An interview with Paula McLain, author of the Paris Wife.
Sinclair, Gail
On 16 February 2012, Paula McLain, author of the bestselling novel
The Paris Wife (2011) was the featured speaker in the Rollins College
series, "Winter with the Writers." Hemingway scholar Gail
Sinclair took the opportunity to interview McClain about her vivid
fictionalization of Hemingway's marriage to Hadley Richardson and
about the book's resounding success--Ed.
**********
Gail Sinclair (GS): Thank you for granting this interview, and
congratulations on the success of your book. Ernest Hemingway is
experiencing his own surge in popularity, so I'm curious about what
you think is driving this?
Paula McLain (PM): Often it seems that people are interested in the
same things at the same time. It's like tapping into the collective
unconsciousness or hitting a mainline into a cultural Zeitgeist.

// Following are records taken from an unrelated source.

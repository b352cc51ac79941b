use std::fs;
use std::process::Command;
use wiremock::matchers::{method, path};
use wiremock::{Mock, MockServer, ResponseTemplate};

fn run_urlgrab(args: &[&str]) -> std::process::Output {
    Command::new("cargo")
        .args(["run", "--quiet", "--"])
        .args(args)
        .output()
        .expect("Failed to execute urlgrab binary")
}

#[test]
fn test_missing_required_arguments() {
    let output = run_urlgrab(&[]);
    assert!(!output.status.success());
    let stderr = String::from_utf8_lossy(&output.stderr);
    assert!(stderr.contains("--src") || stderr.contains("--dst"), "{}", stderr);
}

#[test]
fn test_unreadable_source_is_fatal() {
    let tmp = tempfile::tempdir().unwrap();
    let dst = tmp.path().join("out");
    let output = run_urlgrab(&[
        "--src",
        "/tmp/nonexistent_urlgrab_list_98765.txt",
        "--dst",
        dst.to_str().unwrap(),
    ]);

    assert!(!output.status.success());
    let stderr = String::from_utf8_lossy(&output.stderr);
    assert!(stderr.contains("Failed to open the URL list"), "{}", stderr);
    assert!(!dst.exists(), "nothing is created before the source is open");
}

#[test]
fn test_destination_that_is_a_file_is_fatal() {
    let tmp = tempfile::tempdir().unwrap();
    let src = tmp.path().join("urls.txt");
    fs::write(&src, "http://127.0.0.1:1/a\n").unwrap();
    let dst = tmp.path().join("file");
    fs::write(&dst, "not a directory").unwrap();

    let output = run_urlgrab(&["-s", src.to_str().unwrap(), "-d", dst.to_str().unwrap()]);

    assert!(!output.status.success());
    let stderr = String::from_utf8_lossy(&output.stderr);
    assert!(stderr.contains("Failed to create directory"), "{}", stderr);
}

#[test]
fn test_invalid_user_agent_is_reported_as_setup_error() {
    let tmp = tempfile::tempdir().unwrap();
    let src = tmp.path().join("urls.txt");
    fs::write(&src, "http://127.0.0.1:1/a\n").unwrap();
    let dst = tmp.path().join("out");

    let output = run_urlgrab(&[
        "-s",
        src.to_str().unwrap(),
        "-d",
        dst.to_str().unwrap(),
        "--user-agent",
        "bad\nagent",
    ]);

    assert!(!output.status.success());
    let stderr = String::from_utf8_lossy(&output.stderr);
    assert!(stderr.contains("[ERROR]"), "{}", stderr);
    assert!(stderr.contains("Failed to build the HTTP client"), "{}", stderr);
    assert!(!dst.exists(), "nothing is created after a setup failure");
}

#[tokio::test]
async fn test_full_run_json_output() {
    let mock_server = MockServer::start().await;
    Mock::given(method("GET"))
        .and(path("/a"))
        .respond_with(ResponseTemplate::new(200).set_body_string("document a"))
        .expect(1)
        .mount(&mock_server)
        .await;
    Mock::given(method("GET"))
        .and(path("/b"))
        .respond_with(ResponseTemplate::new(500))
        .expect(1)
        .mount(&mock_server)
        .await;

    let tmp = tempfile::tempdir().unwrap();
    let src = tmp.path().join("urls.txt");
    fs::write(&src, format!("{0}/a\n{0}/b\n\n", mock_server.uri())).unwrap();
    let dst = tmp.path().join("pages").join("nested");
    let csv_report = tmp.path().join("failures.csv");

    let output = run_urlgrab(&[
        "--src",
        src.to_str().unwrap(),
        "--dst",
        dst.to_str().unwrap(),
        "--workers",
        "2",
        "--json",
        "--report-path",
        csv_report.to_str().unwrap(),
    ]);

    assert!(
        output.status.success(),
        "per-URL failures do not fail the run: {}",
        String::from_utf8_lossy(&output.stderr)
    );

    let stdout = String::from_utf8_lossy(&output.stdout);
    let json: serde_json::Value = serde_json::from_str(&stdout).expect("Output should be valid JSON");
    assert_eq!(json["summary"]["attempted"], 2);
    assert_eq!(json["summary"]["saved"], 1);
    assert_eq!(json["summary"]["failed"], 1);
    assert_eq!(json["failures"][0]["kind"], "HTTPStatusError");

    let saved = json["saved"][0]["path"].as_str().unwrap();
    assert_eq!(fs::read_to_string(saved).unwrap(), "document a");
    assert!(csv_report.exists());
}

It's interesting too, because I didn't know we were coming up
to these big anniversaries. I had read the 1964 version of A Moveable
Feast and didn't know there was a restored edition in the works
until we submitted to Scribner's, who said, "Actually, we have
a book in the pipeline, and we don't think we can take this book on
because all of our energy is going into that book." I didn't
know anything about the project at Cambridge to publish the Hemingway
letters. All of this back-to-back was really surprising and quite
coincidental.
GS: Your book has been out for over a year now (launched February
2011) and was on the New York Times Best Sellers List more than 30
weeks. Did this surprise you?
PM: Yes. I didn't expect such a reception, but surprisingly
the readership was there from the outset. I think Random House knew that
would be true, but I had no inkling. Love him or hate him, nobody is
neutral about Ernest Hemingway. Everyone knows just enough to be
interested. I think people like historical fiction because there are
teaching moments, and they get a little history lesson along the way.
There is enough of a lovely reminiscence about the 1920s and Jazz Age
Paris to draw them in. Woody Allen's movie Midnight in Paris landed
simultaneously with my book, and we understand suddenly that people want
to be whisked back in time. The whole plot [in Allen's film] is
that we are nostalgists, that we can't bear to live in our own time
without reaching back and gently massaging this other era and thinking,
"Wouldn't it be great if I could have been alive in that
moment?"
GS: Allen pushes that theme further by inserting the provocative
twist of a second time-traveling sequence.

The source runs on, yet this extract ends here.